Where a line in the records below includes "chords", pull that line out.
= Beginning of Section =
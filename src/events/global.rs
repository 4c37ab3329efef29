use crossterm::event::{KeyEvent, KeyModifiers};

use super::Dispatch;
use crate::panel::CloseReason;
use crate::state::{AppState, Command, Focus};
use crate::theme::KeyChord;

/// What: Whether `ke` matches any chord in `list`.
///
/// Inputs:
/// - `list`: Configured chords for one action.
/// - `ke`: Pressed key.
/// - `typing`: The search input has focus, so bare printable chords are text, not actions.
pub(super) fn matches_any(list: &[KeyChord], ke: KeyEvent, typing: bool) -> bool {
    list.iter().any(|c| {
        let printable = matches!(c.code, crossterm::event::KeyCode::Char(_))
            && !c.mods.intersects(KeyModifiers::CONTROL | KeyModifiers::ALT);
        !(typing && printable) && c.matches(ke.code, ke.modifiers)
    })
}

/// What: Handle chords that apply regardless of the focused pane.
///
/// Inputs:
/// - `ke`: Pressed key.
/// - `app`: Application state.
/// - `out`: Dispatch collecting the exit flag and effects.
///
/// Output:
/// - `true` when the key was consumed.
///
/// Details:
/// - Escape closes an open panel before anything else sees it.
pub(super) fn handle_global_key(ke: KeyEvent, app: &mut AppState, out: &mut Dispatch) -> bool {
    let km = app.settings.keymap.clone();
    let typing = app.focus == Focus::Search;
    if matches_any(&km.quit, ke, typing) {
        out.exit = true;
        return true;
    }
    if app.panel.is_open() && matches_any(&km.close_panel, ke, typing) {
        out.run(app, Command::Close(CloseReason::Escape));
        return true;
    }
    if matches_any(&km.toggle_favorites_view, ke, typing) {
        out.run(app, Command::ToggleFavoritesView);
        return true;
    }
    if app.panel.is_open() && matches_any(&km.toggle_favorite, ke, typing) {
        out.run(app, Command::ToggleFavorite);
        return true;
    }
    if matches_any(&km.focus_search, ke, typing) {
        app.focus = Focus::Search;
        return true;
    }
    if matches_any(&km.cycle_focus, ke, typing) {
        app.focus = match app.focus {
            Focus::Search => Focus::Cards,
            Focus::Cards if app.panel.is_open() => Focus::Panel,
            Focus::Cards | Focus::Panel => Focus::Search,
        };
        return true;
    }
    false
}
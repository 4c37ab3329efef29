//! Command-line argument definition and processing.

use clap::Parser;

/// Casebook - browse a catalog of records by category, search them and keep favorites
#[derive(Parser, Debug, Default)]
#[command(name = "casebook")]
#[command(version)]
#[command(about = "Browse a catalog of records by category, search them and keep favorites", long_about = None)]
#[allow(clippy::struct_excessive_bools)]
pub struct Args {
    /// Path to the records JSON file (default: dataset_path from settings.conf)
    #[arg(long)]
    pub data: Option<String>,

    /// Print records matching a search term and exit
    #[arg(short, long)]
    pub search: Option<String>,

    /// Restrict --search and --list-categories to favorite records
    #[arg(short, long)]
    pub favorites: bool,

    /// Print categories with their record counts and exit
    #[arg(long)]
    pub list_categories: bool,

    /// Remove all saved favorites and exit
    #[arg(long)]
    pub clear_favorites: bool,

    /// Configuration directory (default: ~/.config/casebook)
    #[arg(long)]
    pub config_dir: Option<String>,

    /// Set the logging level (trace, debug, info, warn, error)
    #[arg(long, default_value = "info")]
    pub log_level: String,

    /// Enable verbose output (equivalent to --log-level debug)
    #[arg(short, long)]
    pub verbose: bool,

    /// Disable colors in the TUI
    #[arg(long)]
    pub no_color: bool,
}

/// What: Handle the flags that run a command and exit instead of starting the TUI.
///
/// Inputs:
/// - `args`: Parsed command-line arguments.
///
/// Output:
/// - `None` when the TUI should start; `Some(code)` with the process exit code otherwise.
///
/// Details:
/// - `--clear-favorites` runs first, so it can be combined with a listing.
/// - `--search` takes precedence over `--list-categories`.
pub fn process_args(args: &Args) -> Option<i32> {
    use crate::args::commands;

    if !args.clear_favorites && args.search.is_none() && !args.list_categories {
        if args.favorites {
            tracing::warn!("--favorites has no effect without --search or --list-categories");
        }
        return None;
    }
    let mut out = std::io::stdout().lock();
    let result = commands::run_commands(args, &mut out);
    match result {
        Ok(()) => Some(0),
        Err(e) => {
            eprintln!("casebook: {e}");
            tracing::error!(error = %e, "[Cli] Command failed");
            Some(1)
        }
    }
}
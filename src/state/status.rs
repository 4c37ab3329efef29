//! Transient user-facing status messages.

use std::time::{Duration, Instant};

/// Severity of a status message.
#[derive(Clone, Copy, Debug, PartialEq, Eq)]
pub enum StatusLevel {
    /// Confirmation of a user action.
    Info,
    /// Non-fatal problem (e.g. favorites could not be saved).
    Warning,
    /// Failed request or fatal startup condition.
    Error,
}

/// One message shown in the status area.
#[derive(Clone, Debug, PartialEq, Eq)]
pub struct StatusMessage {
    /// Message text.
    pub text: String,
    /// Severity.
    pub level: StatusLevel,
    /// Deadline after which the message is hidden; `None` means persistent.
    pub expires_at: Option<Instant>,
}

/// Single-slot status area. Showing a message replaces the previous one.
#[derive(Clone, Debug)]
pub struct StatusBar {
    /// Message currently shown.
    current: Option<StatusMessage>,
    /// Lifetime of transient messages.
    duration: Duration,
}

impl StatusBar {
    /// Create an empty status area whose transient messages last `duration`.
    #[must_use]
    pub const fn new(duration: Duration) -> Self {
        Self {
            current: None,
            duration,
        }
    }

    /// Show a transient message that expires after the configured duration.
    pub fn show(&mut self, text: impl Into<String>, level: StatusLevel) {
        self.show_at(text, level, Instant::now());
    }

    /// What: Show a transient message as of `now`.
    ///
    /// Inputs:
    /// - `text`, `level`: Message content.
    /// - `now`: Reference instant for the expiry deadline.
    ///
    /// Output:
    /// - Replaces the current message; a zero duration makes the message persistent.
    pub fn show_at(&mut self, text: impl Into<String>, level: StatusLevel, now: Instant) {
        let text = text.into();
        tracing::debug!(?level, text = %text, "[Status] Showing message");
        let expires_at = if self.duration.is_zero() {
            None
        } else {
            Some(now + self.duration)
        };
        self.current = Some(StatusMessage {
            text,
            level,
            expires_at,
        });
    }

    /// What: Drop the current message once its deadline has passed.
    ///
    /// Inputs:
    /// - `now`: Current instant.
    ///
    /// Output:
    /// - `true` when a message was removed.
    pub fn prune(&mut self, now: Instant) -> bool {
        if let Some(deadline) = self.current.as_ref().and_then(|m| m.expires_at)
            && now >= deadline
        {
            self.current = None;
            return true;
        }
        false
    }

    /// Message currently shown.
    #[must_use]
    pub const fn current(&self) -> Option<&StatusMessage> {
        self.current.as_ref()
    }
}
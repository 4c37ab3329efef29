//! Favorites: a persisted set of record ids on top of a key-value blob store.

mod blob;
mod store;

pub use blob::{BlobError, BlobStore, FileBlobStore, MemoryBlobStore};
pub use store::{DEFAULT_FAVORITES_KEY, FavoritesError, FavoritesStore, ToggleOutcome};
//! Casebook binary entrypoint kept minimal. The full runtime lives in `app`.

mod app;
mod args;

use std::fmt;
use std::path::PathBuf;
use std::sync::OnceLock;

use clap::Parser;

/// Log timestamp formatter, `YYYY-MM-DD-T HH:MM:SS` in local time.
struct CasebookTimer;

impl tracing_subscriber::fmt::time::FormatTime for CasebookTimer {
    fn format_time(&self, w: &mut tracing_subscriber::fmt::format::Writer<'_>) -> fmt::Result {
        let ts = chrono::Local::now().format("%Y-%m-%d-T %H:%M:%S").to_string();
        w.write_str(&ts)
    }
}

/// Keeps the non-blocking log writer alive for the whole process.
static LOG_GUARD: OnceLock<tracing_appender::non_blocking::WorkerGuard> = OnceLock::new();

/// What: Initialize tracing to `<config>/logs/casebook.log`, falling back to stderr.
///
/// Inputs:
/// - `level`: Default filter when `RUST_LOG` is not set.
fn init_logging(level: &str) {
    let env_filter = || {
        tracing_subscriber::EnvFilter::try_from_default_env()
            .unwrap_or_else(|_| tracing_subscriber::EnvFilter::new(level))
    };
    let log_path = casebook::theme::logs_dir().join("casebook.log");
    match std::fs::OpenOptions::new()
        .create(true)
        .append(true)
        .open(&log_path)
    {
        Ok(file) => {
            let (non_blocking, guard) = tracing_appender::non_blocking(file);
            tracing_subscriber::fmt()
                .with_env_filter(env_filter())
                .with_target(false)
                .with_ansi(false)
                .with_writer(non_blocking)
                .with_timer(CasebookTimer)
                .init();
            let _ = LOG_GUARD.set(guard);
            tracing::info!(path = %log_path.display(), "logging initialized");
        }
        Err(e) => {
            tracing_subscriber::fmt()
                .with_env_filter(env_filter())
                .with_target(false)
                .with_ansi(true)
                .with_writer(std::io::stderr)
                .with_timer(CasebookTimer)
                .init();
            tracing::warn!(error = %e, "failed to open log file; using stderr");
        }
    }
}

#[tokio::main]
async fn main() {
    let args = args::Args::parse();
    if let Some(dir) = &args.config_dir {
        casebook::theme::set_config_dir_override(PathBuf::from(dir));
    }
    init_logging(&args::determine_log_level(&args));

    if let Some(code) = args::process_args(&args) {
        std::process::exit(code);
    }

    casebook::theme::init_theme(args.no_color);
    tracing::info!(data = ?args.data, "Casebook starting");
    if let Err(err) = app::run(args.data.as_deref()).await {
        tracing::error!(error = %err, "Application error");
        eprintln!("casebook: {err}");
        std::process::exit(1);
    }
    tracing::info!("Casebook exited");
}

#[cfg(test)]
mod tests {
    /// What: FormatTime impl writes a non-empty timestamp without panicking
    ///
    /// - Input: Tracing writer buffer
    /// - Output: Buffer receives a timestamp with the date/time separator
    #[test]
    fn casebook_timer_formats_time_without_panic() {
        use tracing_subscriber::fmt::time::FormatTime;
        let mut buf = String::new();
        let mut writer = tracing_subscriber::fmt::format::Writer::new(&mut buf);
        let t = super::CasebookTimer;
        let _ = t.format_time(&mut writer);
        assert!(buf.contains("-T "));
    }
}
= End of Section =
= Beginning of Section =
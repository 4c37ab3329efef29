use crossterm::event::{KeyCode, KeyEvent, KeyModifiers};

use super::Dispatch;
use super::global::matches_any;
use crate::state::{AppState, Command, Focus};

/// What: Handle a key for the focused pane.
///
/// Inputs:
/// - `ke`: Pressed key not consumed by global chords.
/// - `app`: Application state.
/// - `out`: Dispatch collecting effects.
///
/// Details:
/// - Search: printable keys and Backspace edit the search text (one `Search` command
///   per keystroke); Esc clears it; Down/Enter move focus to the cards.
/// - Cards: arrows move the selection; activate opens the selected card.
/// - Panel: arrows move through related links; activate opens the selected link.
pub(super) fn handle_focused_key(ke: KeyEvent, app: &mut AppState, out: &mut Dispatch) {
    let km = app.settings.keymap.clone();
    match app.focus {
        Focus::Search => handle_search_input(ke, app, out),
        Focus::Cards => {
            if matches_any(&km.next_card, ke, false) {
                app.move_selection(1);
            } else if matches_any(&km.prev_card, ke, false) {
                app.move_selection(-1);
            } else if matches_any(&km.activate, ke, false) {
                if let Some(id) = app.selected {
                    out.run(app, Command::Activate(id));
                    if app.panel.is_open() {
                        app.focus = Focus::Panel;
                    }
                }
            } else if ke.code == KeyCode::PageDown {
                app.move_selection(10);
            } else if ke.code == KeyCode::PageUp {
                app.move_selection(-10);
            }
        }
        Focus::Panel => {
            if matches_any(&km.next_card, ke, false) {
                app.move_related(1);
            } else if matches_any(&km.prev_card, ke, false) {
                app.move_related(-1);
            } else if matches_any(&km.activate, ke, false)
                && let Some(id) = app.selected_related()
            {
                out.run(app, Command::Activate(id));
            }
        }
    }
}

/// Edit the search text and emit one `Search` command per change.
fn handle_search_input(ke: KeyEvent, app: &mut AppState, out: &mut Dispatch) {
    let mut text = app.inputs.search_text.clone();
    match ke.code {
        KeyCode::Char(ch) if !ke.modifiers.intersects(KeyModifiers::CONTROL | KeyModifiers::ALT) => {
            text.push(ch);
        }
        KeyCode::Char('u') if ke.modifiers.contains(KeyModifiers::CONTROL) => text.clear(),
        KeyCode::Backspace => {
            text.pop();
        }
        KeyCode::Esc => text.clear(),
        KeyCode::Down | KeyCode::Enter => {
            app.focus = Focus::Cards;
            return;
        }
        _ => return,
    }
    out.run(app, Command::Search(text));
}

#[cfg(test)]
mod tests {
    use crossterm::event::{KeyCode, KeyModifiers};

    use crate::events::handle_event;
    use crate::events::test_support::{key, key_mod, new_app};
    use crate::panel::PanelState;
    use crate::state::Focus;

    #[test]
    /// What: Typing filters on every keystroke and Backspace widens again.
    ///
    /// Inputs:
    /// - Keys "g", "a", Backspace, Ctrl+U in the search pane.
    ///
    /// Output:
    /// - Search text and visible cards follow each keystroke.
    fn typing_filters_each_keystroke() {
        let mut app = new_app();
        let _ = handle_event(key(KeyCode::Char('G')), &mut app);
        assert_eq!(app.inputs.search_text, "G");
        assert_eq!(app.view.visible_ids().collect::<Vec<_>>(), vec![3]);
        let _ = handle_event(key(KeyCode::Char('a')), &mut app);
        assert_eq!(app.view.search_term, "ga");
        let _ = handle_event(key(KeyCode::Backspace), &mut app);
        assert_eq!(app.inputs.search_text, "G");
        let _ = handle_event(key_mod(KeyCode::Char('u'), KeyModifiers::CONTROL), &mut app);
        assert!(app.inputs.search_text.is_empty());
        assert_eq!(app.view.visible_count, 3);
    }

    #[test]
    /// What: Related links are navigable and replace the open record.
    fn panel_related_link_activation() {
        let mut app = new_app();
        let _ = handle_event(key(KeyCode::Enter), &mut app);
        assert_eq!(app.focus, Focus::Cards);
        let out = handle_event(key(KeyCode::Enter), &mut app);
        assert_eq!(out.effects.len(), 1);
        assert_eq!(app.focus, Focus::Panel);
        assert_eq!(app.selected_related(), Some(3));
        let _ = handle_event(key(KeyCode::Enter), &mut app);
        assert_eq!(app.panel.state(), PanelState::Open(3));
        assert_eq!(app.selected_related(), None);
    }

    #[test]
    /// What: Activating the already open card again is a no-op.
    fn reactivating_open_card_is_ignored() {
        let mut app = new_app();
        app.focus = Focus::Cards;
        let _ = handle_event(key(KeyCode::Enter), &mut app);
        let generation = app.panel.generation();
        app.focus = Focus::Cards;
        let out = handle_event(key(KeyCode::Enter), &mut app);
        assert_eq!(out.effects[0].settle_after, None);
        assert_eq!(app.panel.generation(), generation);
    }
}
= End of Section =
● **Written reply**
/// - `list`: Configured chords for one action.
/// - `typing`: The search input has focus, so bare printable chords are text, not actions.
/// What: Handle chords that apply regardless of the focused pane.
/// - `ke`: Pressed key not consumed by global chords.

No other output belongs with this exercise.